The next level circulation is the truck track line, the one that involves the main attraction of the museum: the trucks in movement. Through this circuit vehicles can be exhibited and users can enjoy the perks of the outside world with the direction of its continued modules. The exterior has a more constant change, leaving it open for temporary and flexible uses.
Its most important architectural feature, beyond the modules, is the double facade. This element not only protects the inside from the drifting changes of the environment in a passive way, but also gives the museum a brand that can be replicated through similar spaces from the Marazzato company.


Another important feature of the project is its progressivity. It has two phases, one private and one public, in order to work within a budget and create expectation around the experience design.








INTERGENERATIONAL CENTRE
Favara, Italy 2022

Healthy Productive centre for locals
Arriving in a decaying town, the disconnection and lack of opportunities in Favara, has inspired the need to generate a productive centre that takes care of the people already living in it, while also bringing job opportunities for the younger crowd and cementing a stable relationship with the health of the town and their own. The project is based on the repurposing of abandonded and incomplete buildings on the modern side of the town. Its modularity and flexibility allows the replicability in zones needing a refurbishment and an activation of multi-level encounters of social life in a predominantly residential area.

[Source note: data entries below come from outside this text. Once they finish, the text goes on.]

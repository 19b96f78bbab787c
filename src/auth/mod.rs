pub mod backend;
pub mod mock;
pub mod session;
pub mod traits;

pub use backend::{FileBackend, MemoryBackend};
pub use mock::{MockAuthService, DEFAULT_AUTH_DELAY};
pub use session::{SessionStore, SESSION_KEY};
pub use traits::{AuthProvider, SessionBackend};
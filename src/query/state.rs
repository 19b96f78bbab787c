use super::{query, FilterCriteria, QueryResult, SortKey, SortSpec};
use crate::models::Listing;

/// Caller-side browse state: criteria, sort spec and current page
///
/// Changing the criteria or the sort spec always returns to page 1.
#[derive(Debug, Clone, PartialEq)]
pub struct BrowseState {
    criteria: FilterCriteria,
    sort: SortSpec,
    page: usize,
    page_size: usize,
}

impl BrowseState {
    pub fn new(criteria: FilterCriteria, page_size: usize) -> Self {
        Self {
            criteria,
            sort: SortSpec::default(),
            page: 1,
            page_size: page_size.max(1),
        }
    }

    pub fn criteria(&self) -> &FilterCriteria {
        &self.criteria
    }

    pub fn sort(&self) -> SortSpec {
        self.sort
    }

    pub fn page(&self) -> usize {
        self.page
    }

    pub fn page_size(&self) -> usize {
        self.page_size
    }

    /// Replace the criteria wholesale
    pub fn set_criteria(&mut self, criteria: FilterCriteria) {
        self.criteria = criteria;
        self.page = 1;
    }

    /// Apply an in-place edit to the criteria
    pub fn update_criteria(&mut self, edit: impl FnOnce(&mut FilterCriteria)) {
        edit(&mut self.criteria);
        self.page = 1;
    }

    /// Select a sort key, toggling direction when it is already selected
    pub fn select_sort(&mut self, key: SortKey) {
        self.sort = self.sort.select(key);
        self.page = 1;
    }

    pub fn set_page(&mut self, page: usize) {
        self.page = page.max(1);
    }

    /// Evaluate the current page against `listings`
    pub fn current<'a>(&self, listings: &'a [Listing]) -> QueryResult<'a> {
        query(listings, &self.criteria, self.sort, self.page, self.page_size)
    }
}
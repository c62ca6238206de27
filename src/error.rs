//! Error types for the card_colors library

use thiserror::Error;

/// Result type alias for card_colors operations
pub type Result<T> = std::result::Result<T, ExtractionError>;

/// Error types for color card extraction
///
/// Every failure mode in this pipeline is local and deterministic, so none of
/// these are retried; they propagate straight to the caller.
#[derive(Error, Debug)]
pub enum ExtractionError {
    /// Image file could not be opened or decoded
    #[error("Failed to load image: {message}")]
    ImageLoad {
        message: String,
        #[source]
        source: Option<Box<dyn std::error::Error + Send + Sync>>,
    },

    /// Grid cell produced a degenerate sampling window
    ///
    /// Raised when the clipped window for a cell is empty (x1 >= x2 or
    /// y1 >= y2), which happens when the requested geometry leaves cells
    /// narrower than the sampling window can support. Aborts the whole run.
    #[error(
        "Invalid grid geometry: cell ({row}, {col}) has an empty sampling window \
         (cell size {cell_width}x{cell_height} px)"
    )]
    InvalidGeometry {
        row: u32,
        col: u32,
        cell_width: u32,
        cell_height: u32,
    },

    /// User cancelled the interactive picking session
    ///
    /// Not a crash: it means "no output produced", and is reported separately
    /// from real failures so callers can exit quietly.
    #[error("Picking session cancelled; no colors saved")]
    PickerCancelled,

    /// Display window could not be created or updated
    #[error("Display unavailable: {message}")]
    Display {
        message: String,
        #[source]
        source: Option<Box<dyn std::error::Error + Send + Sync>>,
    },

    /// Output database could not be serialized or written
    #[error("Failed to write color database: {message}")]
    Serialization {
        message: String,
        #[source]
        source: Option<Box<dyn std::error::Error + Send + Sync>>,
    },
}

impl ExtractionError {
    /// Create an image load error with context
    pub fn image_load<E>(message: impl Into<String>, source: E) -> Self
    where
        E: std::error::Error + Send + Sync + 'static,
    {
        Self::ImageLoad {
            message: message.into(),
            source: Some(Box::new(source)),
        }
    }

    /// Create a display error with context
    pub fn display<E>(message: impl Into<String>, source: E) -> Self
    where
        E: std::error::Error + Send + Sync + 'static,
    {
        Self::Display {
            message: message.into(),
            source: Some(Box::new(source)),
        }
    }

    /// Create a serialization error with context
    pub fn serialization<E>(message: impl Into<String>, source: E) -> Self
    where
        E: std::error::Error + Send + Sync + 'static,
    {
        Self::Serialization {
            message: message.into(),
            source: Some(Box::new(source)),
        }
    }

    /// Get user-friendly error description for CLI display
    pub fn user_message(&self) -> String {
        match self {
            ExtractionError::ImageLoad { .. } => {
                "Could not load the image. Check the path and file format and try again."
                    .to_string()
            }
            ExtractionError::InvalidGeometry {
                row,
                col,
                cell_width,
                cell_height,
            } => {
                format!(
                    "Grid cell ({}, {}) is only {}x{} px, too small to sample. \
                     Use fewer rows/columns or a larger image.",
                    row, col, cell_width, cell_height
                )
            }
            ExtractionError::PickerCancelled => "Cancelled. No colors were saved.".to_string(),
            ExtractionError::Display { .. } => {
                "Could not open a display window. Manual mode needs an interactive \
                 session; use --mode grid on headless machines."
                    .to_string()
            }
            ExtractionError::Serialization { .. } => {
                "Could not write the output file. Check the output path is writable."
                    .to_string()
            }
        }
    }
}
//! Card window for the interactive picker
//!
//! Owns the `minifb` window, renders the card with click markers, and
//! translates raw input into [`PickerEvent`] values. At most one event is
//! delivered per poll so a terminal event can never overtake a click from
//! the same iteration; when both arrive together the click is delivered
//! first and the key is picked up on the next poll.
//!
//! Markers are composited into a presentation buffer rebuilt every frame.
//! The [`CardImage`] itself stays untouched, which is what lets the picker
//! sample pristine pixels under a marker.
//!
//! Bindings: left click = pick, `S` = save, `Q` = cancel, `R` = reset,
//! closing the window = cancel.

use minifb::{Key, KeyRepeat, MouseButton, MouseMode, Window, WindowOptions};

use crate::card::CardImage;
use crate::constants::picker::{MARKER_RADIUS, MARKER_RGB, TARGET_FPS};
use crate::error::{ExtractionError, Result};
use crate::sampling::{PickerEvent, PickerSession, RawSample};

/// Render the card plus a filled circle marker per click position
///
/// Pure function into a fresh 0RGB buffer; marker circles are clipped at
/// the image edges.
pub fn compose_frame(image: &CardImage, markers: &[(u32, u32)]) -> Vec<u32> {
    let mut frame = image.to_display_buffer();
    let color = (u32::from(MARKER_RGB.0) << 16)
        | (u32::from(MARKER_RGB.1) << 8)
        | u32::from(MARKER_RGB.2);
    let radius = i64::from(MARKER_RADIUS);

    for &(mx, my) in markers {
        for dy in -radius..=radius {
            for dx in -radius..=radius {
                if dx * dx + dy * dy > radius * radius {
                    continue;
                }
                let x = i64::from(mx) + dx;
                let y = i64::from(my) + dy;
                if x < 0 || y < 0 || x >= i64::from(image.width()) || y >= i64::from(image.height())
                {
                    continue;
                }
                frame[y as usize * image.width() as usize + x as usize] = color;
            }
        }
    }

    frame
}

/// A `minifb` window sized 1:1 to the card, with edge-triggered clicks
pub struct CardWindow {
    window: Window,
    width: usize,
    height: usize,
    mouse_was_down: bool,
}

impl CardWindow {
    /// Open a window matching the card dimensions
    ///
    /// # Errors
    ///
    /// Returns [`ExtractionError::Display`] when no window can be created,
    /// typically on a headless machine.
    pub fn open(title: &str, image: &CardImage) -> Result<Self> {
        let width = image.width() as usize;
        let height = image.height() as usize;
        let mut window = Window::new(title, width, height, WindowOptions::default())
            .map_err(|e| ExtractionError::display("Could not open the card window", e))?;
        window.set_target_fps(TARGET_FPS);

        Ok(Self {
            window,
            width,
            height,
            mouse_was_down: false,
        })
    }

    /// Push one composed frame to the screen
    ///
    /// This also pumps the window's input state, so it must run every
    /// iteration even when nothing changed.
    pub fn present(&mut self, frame: &[u32]) -> Result<()> {
        self.window
            .update_with_buffer(frame, self.width, self.height)
            .map_err(|e| ExtractionError::display("Could not update the card window", e))
    }

    /// Translate current input into at most one picker event
    ///
    /// Clicks are edge-triggered on the left button and take priority over
    /// keys registered in the same iteration. A closed window reads as
    /// cancel.
    pub fn poll_event(&mut self) -> Option<PickerEvent> {
        if !self.window.is_open() {
            return Some(PickerEvent::Cancel);
        }

        let mouse_down = self.window.get_mouse_down(MouseButton::Left);
        let clicked = mouse_down && !self.mouse_was_down;
        self.mouse_was_down = mouse_down;
        if clicked {
            if let Some((mx, my)) = self.window.get_mouse_pos(MouseMode::Clamp) {
                return Some(PickerEvent::Click {
                    x: mx as u32,
                    y: my as u32,
                });
            }
        }

        if self.window.is_key_pressed(Key::S, KeyRepeat::No) {
            return Some(PickerEvent::Save);
        }
        if self.window.is_key_pressed(Key::Q, KeyRepeat::No) {
            return Some(PickerEvent::Cancel);
        }
        if self.window.is_key_pressed(Key::R, KeyRepeat::No) {
            return Some(PickerEvent::Reset);
        }

        None
    }
}

/// Run a full interactive picking session over `image`
///
/// Blocks the calling thread until the user saves, cancels, or closes the
/// window.
///
/// # Errors
///
/// - [`ExtractionError::Display`] if the window cannot be created or updated
/// - [`ExtractionError::PickerCancelled`] if the session ends without a save
pub fn run_picker(image: &CardImage, half_width: u32) -> Result<Vec<RawSample>> {
    let mut session = PickerSession::new(image, half_width);
    let mut window = CardWindow::open("Color Card", image)?;

    while !session.is_finished() {
        let frame = compose_frame(image, session.markers());
        window.present(&frame)?;
        if let Some(event) = window.poll_event() {
            session.handle_event(event);
        }
    }

    session.into_samples()
}
//! Device RGB to CIELAB conversion
//!
//! The sampler output is device RGB. Conversion to Lab goes through the
//! [`DeviceLabTransform`] trait so the color model behind it can be swapped
//! (for example to a profiled transform) without touching the normalization
//! pipeline. The default implementation interprets device RGB as sRGB and
//! converts via `palette`.
//!
//! Transforms report Lab in the 8-bit encoding used by byte-per-channel Lab
//! images: L scaled to [0, 255], a and b offset by +128. The normalizer
//! rescales that encoding to conventional CIELAB ranges.

use palette::{FromColor, Lab, Srgb};

use crate::constants::lab::{AB_OFFSET, L_SCALE};

/// Conversion from device RGB to 8-bit-encoded Lab
///
/// Implementations must return `[l, a, b]` where `l` is L* scaled to
/// [0, 255] and `a`, `b` carry a +128 offset.
pub trait DeviceLabTransform {
    /// Convert one RGB triple (0-255 per channel) to 8-bit-encoded Lab
    fn device_rgb_to_lab(&self, rgb: [u8; 3]) -> [f32; 3];
}

/// Default transform: device RGB treated as sRGB under D65
#[derive(Debug, Clone, Copy)]
pub struct SrgbLabTransform;

impl SrgbLabTransform {
    /// Create the default sRGB transform
    pub fn new() -> Self {
        Self
    }
}

impl Default for SrgbLabTransform {
    fn default() -> Self {
        Self::new()
    }
}

impl DeviceLabTransform for SrgbLabTransform {
    fn device_rgb_to_lab(&self, rgb: [u8; 3]) -> [f32; 3] {
        let srgb = Srgb::new(
            rgb[0] as f32 / 255.0,
            rgb[1] as f32 / 255.0,
            rgb[2] as f32 / 255.0,
        );
        let lab = Lab::from_color(srgb);
        [lab.l / L_SCALE, lab.a + AB_OFFSET, lab.b + AB_OFFSET]
    }
}

/// Format an RGB triple as an uppercase hex color string
///
/// # Arguments
///
/// * `rgb` - RGB values in range [0, 255]
///
/// # Returns
///
/// Hex color string (e.g., "#FF0000")
pub fn hex_code(rgb: [u8; 3]) -> String {
    format!("#{:02X}{:02X}{:02X}", rgb[0], rgb[1], rgb[2])
}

The project consists of a net of open structures that eventually connect with higher levels of incomplete buildings. The creation of public platforms that adapt to the needs and functions around them, interwines with the intermediate (previously abandonded) floors, which give a new layer of exchange and city movements.
This eventually creates the Intergenerational Health Centre, a disperse block of open and active uses to allow the use of what previously was the overshadowed constructed zone of the town. The repurposing strategie with new light structures allows the development of the modern side of the town with a low-impact methodology and an accessible platform.
a open eating tables platform (connection 1-2)
b couples mental games platform
c individual resting platform
d picnic platform
e open elastic gym platform
f cultivating exchange platform (connection 4)
g landmark / meditation platform
h open workshops platform (connection 6)
i entrance piazza
j lookout piazza
1 entrance + treatment hall
2 nutrition hall
3 community events hall
4 vertical passive facade
5 vertical active facade
6 interchange workshops
7 sports hall
Repurposing typologies





Detailed section Healing centre

The technology behind this project consists of passive strategies that look to guarantee a low-emission energy building complex with an additional low impact on the current natural system. The main techniques used are the use of local high thermal mass materials (terracotta), discontinuous and oriented shading systems, recycling and repurposing existing constructions, creating additional stratigraphy of external walls for new insulation.

Additionally, new technologies were introduced to help the adaptation for the new active uses, such as flexible walls and curtains for multifunctionally, collective and vertical garden systems for easy care, breathable fabric for protection and creation of more intimate spaces.